=== WHAT TO DO ===
In the entries below, find each line bearing the string "ScenarioBuilder" and copy it.

*** DATASET RECORDS

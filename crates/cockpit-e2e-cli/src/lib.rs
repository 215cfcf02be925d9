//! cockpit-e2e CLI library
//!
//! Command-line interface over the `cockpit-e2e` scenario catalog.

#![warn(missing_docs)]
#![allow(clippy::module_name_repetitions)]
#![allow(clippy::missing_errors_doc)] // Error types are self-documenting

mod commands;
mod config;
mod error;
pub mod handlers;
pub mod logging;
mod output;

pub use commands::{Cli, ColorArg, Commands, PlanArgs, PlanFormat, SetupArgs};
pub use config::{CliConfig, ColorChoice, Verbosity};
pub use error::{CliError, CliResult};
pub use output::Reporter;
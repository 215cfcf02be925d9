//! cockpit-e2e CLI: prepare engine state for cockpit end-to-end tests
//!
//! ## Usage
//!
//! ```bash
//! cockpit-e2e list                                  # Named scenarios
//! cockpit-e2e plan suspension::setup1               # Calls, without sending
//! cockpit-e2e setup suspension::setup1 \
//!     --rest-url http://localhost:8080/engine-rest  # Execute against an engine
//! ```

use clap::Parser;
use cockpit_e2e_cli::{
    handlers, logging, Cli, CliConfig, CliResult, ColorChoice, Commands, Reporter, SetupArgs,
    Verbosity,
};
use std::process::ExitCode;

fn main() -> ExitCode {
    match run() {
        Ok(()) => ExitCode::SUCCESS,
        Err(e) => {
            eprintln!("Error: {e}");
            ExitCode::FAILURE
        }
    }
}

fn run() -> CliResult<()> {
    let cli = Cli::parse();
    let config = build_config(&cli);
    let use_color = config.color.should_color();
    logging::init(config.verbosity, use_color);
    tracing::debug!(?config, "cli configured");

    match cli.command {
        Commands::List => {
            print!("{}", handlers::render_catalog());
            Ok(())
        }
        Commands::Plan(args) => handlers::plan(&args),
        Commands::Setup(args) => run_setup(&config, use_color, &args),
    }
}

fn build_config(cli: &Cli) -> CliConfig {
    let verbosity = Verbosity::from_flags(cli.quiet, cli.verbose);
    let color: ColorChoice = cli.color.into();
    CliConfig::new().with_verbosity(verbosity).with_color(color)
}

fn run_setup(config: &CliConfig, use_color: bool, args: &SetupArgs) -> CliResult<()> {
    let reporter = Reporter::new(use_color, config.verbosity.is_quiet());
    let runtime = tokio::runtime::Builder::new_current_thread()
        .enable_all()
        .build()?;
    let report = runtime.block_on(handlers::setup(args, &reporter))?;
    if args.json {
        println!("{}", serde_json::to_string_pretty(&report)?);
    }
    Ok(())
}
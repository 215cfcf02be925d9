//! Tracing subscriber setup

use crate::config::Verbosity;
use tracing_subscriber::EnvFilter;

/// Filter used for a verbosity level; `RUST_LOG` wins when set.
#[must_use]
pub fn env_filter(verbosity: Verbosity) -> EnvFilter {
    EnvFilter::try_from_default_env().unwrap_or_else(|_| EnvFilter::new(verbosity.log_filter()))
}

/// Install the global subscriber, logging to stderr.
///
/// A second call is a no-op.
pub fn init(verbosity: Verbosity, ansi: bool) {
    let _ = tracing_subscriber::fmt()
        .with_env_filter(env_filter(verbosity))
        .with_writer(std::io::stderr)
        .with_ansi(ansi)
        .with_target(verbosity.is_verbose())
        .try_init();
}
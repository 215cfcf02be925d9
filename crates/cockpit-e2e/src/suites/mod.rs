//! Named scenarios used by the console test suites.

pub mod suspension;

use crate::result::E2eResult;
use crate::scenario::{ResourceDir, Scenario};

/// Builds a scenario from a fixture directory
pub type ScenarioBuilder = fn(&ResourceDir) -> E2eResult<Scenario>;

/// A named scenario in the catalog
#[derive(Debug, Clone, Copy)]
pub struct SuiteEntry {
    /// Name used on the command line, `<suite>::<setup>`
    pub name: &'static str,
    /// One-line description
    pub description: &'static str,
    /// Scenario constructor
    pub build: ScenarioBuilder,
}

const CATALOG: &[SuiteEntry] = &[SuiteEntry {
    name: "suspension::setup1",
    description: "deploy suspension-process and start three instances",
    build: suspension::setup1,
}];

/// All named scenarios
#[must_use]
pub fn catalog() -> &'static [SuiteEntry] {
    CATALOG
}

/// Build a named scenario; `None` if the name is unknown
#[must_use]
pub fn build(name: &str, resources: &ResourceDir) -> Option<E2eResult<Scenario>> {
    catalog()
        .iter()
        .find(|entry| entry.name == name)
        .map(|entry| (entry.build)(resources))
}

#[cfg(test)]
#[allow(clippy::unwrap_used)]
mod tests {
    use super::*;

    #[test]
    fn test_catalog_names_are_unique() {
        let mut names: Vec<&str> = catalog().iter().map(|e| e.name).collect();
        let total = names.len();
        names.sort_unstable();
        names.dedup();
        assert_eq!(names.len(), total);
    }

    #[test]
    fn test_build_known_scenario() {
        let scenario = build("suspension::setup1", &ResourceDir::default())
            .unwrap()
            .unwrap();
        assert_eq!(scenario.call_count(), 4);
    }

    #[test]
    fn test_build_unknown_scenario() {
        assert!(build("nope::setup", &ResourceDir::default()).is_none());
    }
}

******

=== EXERCISE RESPONSE ===
pub type ScenarioBuilder = fn(&ResourceDir) -> E2eResult<Scenario>;
    pub build: ScenarioBuilder,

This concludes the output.